A nurse that was recently apart of one of the Pfizer vaccine trial has posted an editorial on the JAMA Network website, detailing her experience as a vaccine trial volunteer.
If you are apart of a vaccine trial, there are several steps to remove any bias. The first is to not let the vaccine trial volunteer know if they have received a vaccine candidate or a placebo shot. The researchers that are involved with the study also don't know which people have received a placebo or a candidate, and even the people giving the vaccine aren't sure.
Kristen Choi, who is a nurse and researchers, described her experience on a post on JAMA Network, where she said that the first shot "I did not notice anything out of the ordinary. I could not begin to guess whether I had received the vaccine or the placebo". After four weeks, Choi returned for her second shot, and the side-effects were described as "different".

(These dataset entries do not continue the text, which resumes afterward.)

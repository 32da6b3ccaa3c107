//! `treadmill --sync`: advance the treadmill branch.
//!
//! The branch carries two commits on top of the integration branch: a junk
//! commit holding the re-vendored dependency and, above it, the treadmill
//! commit with whatever hand-made changes the new dependency needs. A sync
//! throws the junk commit away, rebases onto the integration branch,
//! re-vendors the dependency at its development head and re-applies the
//! treadmill commit.
//!
//! Between saving the treadmill commit to the sentinel file and re-applying
//! it, the branch does not contain that commit. Any failure in that window
//! stops the run with recovery instructions and leaves the sentinel file in
//! place so the next run refuses to start.

use std::fs;
use std::path::Path;

use anyhow::{Context, Result};
use chrono::Local;
use tracing::{debug, info, instrument, warn};

use crate::core::ci_order::rewrite_task_order;
use crate::core::commit_shape::CommitShape;
use crate::core::manifest::PinnedVersion;
use crate::core::message::JunkMessage;
use crate::error::Halt;
use crate::io::config::TreadmillConfig;
use crate::io::git::Git;
use crate::io::manifest::read_pinned_worktree;
use crate::io::sentinel::Sentinel;
use crate::io::tools::{ToolRequest, ToolRunner, expand_argv, run_required};
use crate::options::{Mode, Options};
use crate::preflight::ensure_treadmill_pair;
use crate::report;
use crate::verify::verify;

#[derive(Debug, Clone, PartialEq, Eq)]
pub enum SyncOutcome {
    /// Plan printed, nothing touched.
    DryRun,
    /// Same pin, same base, same content; HEAD is back on the original commit.
    Unchanged { pin: PinnedVersion },
    /// The treadmill pair was rebuilt and verified.
    Updated(SyncSummary),
}

#[derive(Debug, Clone, PartialEq, Eq)]
pub struct SyncSummary {
    pub branch: String,
    pub old: PinnedVersion,
    pub new: PinnedVersion,
    pub rebased: bool,
    /// HEAD's tree differs from the one before the sync.
    pub changed: bool,
}

/// State captured before the history rewrite starts.
struct Snapshot {
    branch: String,
    upstream: String,
    head: String,
    junk: String,
    old: PinnedVersion,
}

/// Result of the guarded phase.
struct Rebuild {
    new: PinnedVersion,
    rebased: bool,
}

#[instrument(skip_all, fields(root = %root.display()))]
pub fn run_sync<R: ToolRunner>(
    root: &Path,
    cfg: &TreadmillConfig,
    opts: &Options,
    tools: &R,
) -> Result<SyncOutcome> {
    let git = Git::new(root);
    let shape = CommitShape::new(&cfg.treadmill.subject_pattern)?;
    let integration = cfg.integration_branch.as_str();

    let branch = git.working_branch(integration)?;
    ensure_treadmill_pair(&git, cfg, &shape)?;
    let snapshot = Snapshot {
        upstream: git.upstream_remote(&cfg.upstream.repo)?,
        head: git.rev_parse("HEAD")?,
        junk: git.rev_parse("HEAD^")?,
        old: read_pinned_worktree(root, &cfg.manifest.lock_file, &cfg.dependency.module)?,
        branch,
    };
    info!(
        branch = %snapshot.branch,
        head = %snapshot.head,
        pin = %snapshot.old,
        "treadmill state"
    );

    if opts.dry_run {
        print_plan(cfg, &snapshot);
        return Ok(SyncOutcome::DryRun);
    }

    report::step(&format!(
        "Updating {integration} from {}",
        snapshot.upstream
    ));
    git.checkout_branch(integration)?;
    let pulled = git
        .pull_ff_only(&snapshot.upstream, integration)
        .with_context(|| format!("fast-forward {integration} from {}", snapshot.upstream));
    let restored = git.checkout_branch(&snapshot.branch);
    settle_pull(pulled, restored, integration, &snapshot.branch)?;

    let sentinel = Sentinel::new(root, &cfg.sentinel_file);
    report::step(&format!(
        "Saving the treadmill commit to {}",
        sentinel.path().display()
    ));
    sentinel.export(&git, "HEAD^..HEAD")?;

    let attempt = (|| -> Result<Rebuild> {
        let fork_point = git.fork_point(integration, "HEAD")?;
        let integration_tip = git.rev_parse(integration)?;
        git.reset_hard("HEAD~2")?;

        let rebased = fork_point != integration_tip;
        if rebased {
            report::step(&format!("Rebasing onto {integration}"));
            git.rebase_keep_empty(integration)?;
        } else {
            debug!(fork_point = %fork_point, "already on the integration tip");
        }

        report::step(&format!(
            "Vendoring {} @ {}",
            cfg.dependency.module, cfg.dependency.dev_ref
        ));
        revendor(root, cfg, tools)?;
        let new = read_pinned_worktree(root, &cfg.manifest.lock_file, &cfg.dependency.module)?;

        rewrite_ci_order(root, cfg)?;

        let untracked = git.untracked_under(&cfg.manifest.vendor_dir)?;
        debug!(count = untracked.len(), "adding new vendored files");
        git.add_paths(&untracked)?;

        let date = Local::now().format("%Y-%m-%d").to_string();
        let message = JunkMessage {
            module: &cfg.dependency.module,
            old: &snapshot.old,
            new: &new,
            integration_branch: integration,
            rebased,
            date: &date,
        }
        .render();
        git.commit_all(&message)?;

        report::step("Re-applying the treadmill commit");
        sentinel.apply(&git)?;
        Ok(Rebuild { new, rebased })
    })();

    let rebuild = attempt.map_err(|cause| Halt::GuardedPhase {
        guidance: recovery_guidance(&snapshot, sentinel.path()),
        sentinel: sentinel.path().to_path_buf(),
        cause,
    })?;
    sentinel.remove()?;

    let changed = git.tree_id("HEAD")? != git.tree_id(&snapshot.head)?;
    if rebuild.new == snapshot.old && !rebuild.rebased && !changed {
        git.reset_hard(&snapshot.head)?;
        info!(head = %snapshot.head, "nothing changed, restored original HEAD");
        report::success(&format!(
            "Nothing changed (same pin, same base, same tree): {} is still at {}.",
            snapshot.branch, snapshot.old
        ));
        if opts.force {
            report::note("--force given, verifying anyway.");
            verify(root, cfg, Mode::Sync, tools)?;
        }
        return Ok(SyncOutcome::Unchanged { pin: snapshot.old });
    }

    if rebuild.new == snapshot.old {
        report::note(&format!("{} unchanged", snapshot.old));
    } else {
        report::note(&format!("{} -> {}", snapshot.old, rebuild.new.version()));
    }
    verify(root, cfg, Mode::Sync, tools)?;

    Ok(SyncOutcome::Updated(SyncSummary {
        branch: snapshot.branch,
        old: snapshot.old,
        new: rebuild.new,
        rebased: rebuild.rebased,
        changed,
    }))
}

/// Combine the pull with the checkout back to the working branch, keeping
/// both errors when both fail.
fn settle_pull(
    pulled: Result<()>,
    restored: Result<()>,
    integration: &str,
    branch: &str,
) -> Result<()> {
    match (pulled, restored) {
        (Ok(()), restored) => restored,
        (Err(pull), Ok(())) => Err(pull),
        (Err(pull), Err(checkout)) => Err(pull.context(format!(
            "could not check out {branch} again, still on {integration}: {checkout:#}"
        ))),
    }
}

fn revendor<R: ToolRunner>(root: &Path, cfg: &TreadmillConfig, tools: &R) -> Result<()> {
    let module = &cfg.dependency.module;
    let dev_ref = &cfg.dependency.dev_ref;
    run_required(
        tools,
        &ToolRequest::new("re-pin", expand_argv(&cfg.commands.repin, module, dev_ref), root),
    )?;
    run_required(
        tools,
        &ToolRequest::new(
            "re-vendor",
            expand_argv(&cfg.commands.revendor, module, dev_ref),
            root,
        ),
    )
}

/// Make the integration test task run right after validation.
fn rewrite_ci_order(root: &Path, cfg: &TreadmillConfig) -> Result<()> {
    let path = root.join(&cfg.ci.path);
    if !path.exists() {
        warn!(path = %path.display(), "no CI file");
        report::warn(&format!(
            "{} not found, leaving CI task order alone",
            cfg.ci.path
        ));
        return Ok(());
    }
    let contents = fs::read_to_string(&path).with_context(|| format!("read {}", path.display()))?;
    let rewritten = rewrite_task_order(&contents, &cfg.task_order());
    if rewritten == contents {
        debug!("CI task order already rewritten");
        return Ok(());
    }
    fs::write(&path, rewritten).with_context(|| format!("write {}", path.display()))?;
    info!(path = %path.display(), "rewrote CI task order");
    Ok(())
}

fn print_plan(cfg: &TreadmillConfig, snapshot: &Snapshot) {
    let integration = &cfg.integration_branch;
    report::dry_run(&format!(
        "would fast-forward {integration} from {}",
        snapshot.upstream
    ));
    report::dry_run(&format!(
        "would save {} (HEAD) to {}",
        snapshot.head, cfg.sentinel_file
    ));
    report::dry_run(&format!(
        "would drop junk commit {} and rebase {} onto {integration} if needed",
        snapshot.junk, snapshot.branch
    ));
    report::dry_run(&format!(
        "would re-vendor {} @ {} (currently {})",
        cfg.dependency.module, cfg.dependency.dev_ref, snapshot.old
    ));
    report::dry_run("would commit the vendor tree and re-apply the treadmill commit, then build and check");
}

fn recovery_guidance(snapshot: &Snapshot, sentinel: &Path) -> String {
    let sentinel = sentinel.display();
    format!(
        "Manual recovery required. The treadmill commit is saved in {sentinel}.\n\
         Before this sync, {branch} was at {head} (junk vendor commit {junk}).\n\
         \n\
         \x20 1. Abort any git operation still in progress: `git rebase --abort` or `git am --abort`.\n\
         \x20 2. To start over: `git reset --hard {head}`.\n\
         \x20    To finish by hand instead: fix the problem, commit the vendor tree with a\n\
         \x20    DO NOT MERGE / JUNK COMMIT message, then `git am {sentinel}`.\n\
         \x20 3. Delete {sentinel} once the treadmill commit is back on {branch}.",
        branch = snapshot.branch,
        head = snapshot.head,
        junk = snapshot.junk,
    )
}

"The experience after the second injection was different. My arm quickly became painful at the injection site, much more than the first time. By the end of the day, I felt light-headed, chilled, nauseous, and had a splitting headache. I went to bed early and fell asleep immediately. Around midnight, I woke up feeling worse-feverish and chilled, nauseated, dizzy, and hardly able to lift my arm from muscle pain at the injection site. My temperature was 99.4 F (37.4 C). I tossed and turned, sleeping little during the rest of the night."
"When I woke up again at 5:30 am, I felt hot. Burning. I took my temperature and looked at the reading: 104.9 F (40.5 C). This was the highest fever I can ever remember having, and it scared me. I took acetaminophen and drank a glass of water. When the research office opened at 9 am, I called to report my reaction to the injection. Thankfully, my fever had come down to 102.0 F (38.9 C) by then."
The research nurse said, "A lot of people have reactions after the second injection. Keep monitoring your symptoms and call us if anything changes." My fever hovered around 99.5 F (37.5 176;C) for the rest of the day. By the next morning, all my symptoms were gone except a sore, swollen bump at the injection site."
She also said, "To my surprise, the nurse was right about how common my symptoms were. In the phase 1 trial of BNT162b2, the following adverse effects were observed in the intervention arm of adults aged 18 to 55 years after receiving the second dose of BNT162b2: fatigue (75%), headache (67%), chills (33%), muscle pain (25%), fever (17%), and joint pain (17%)."
"If this vaccine is approved, it is possible that most people receiving the vaccine could have 1 or more reactions to the vaccine like I did. Fortunately, my experience of having all symptoms together seems to be rare."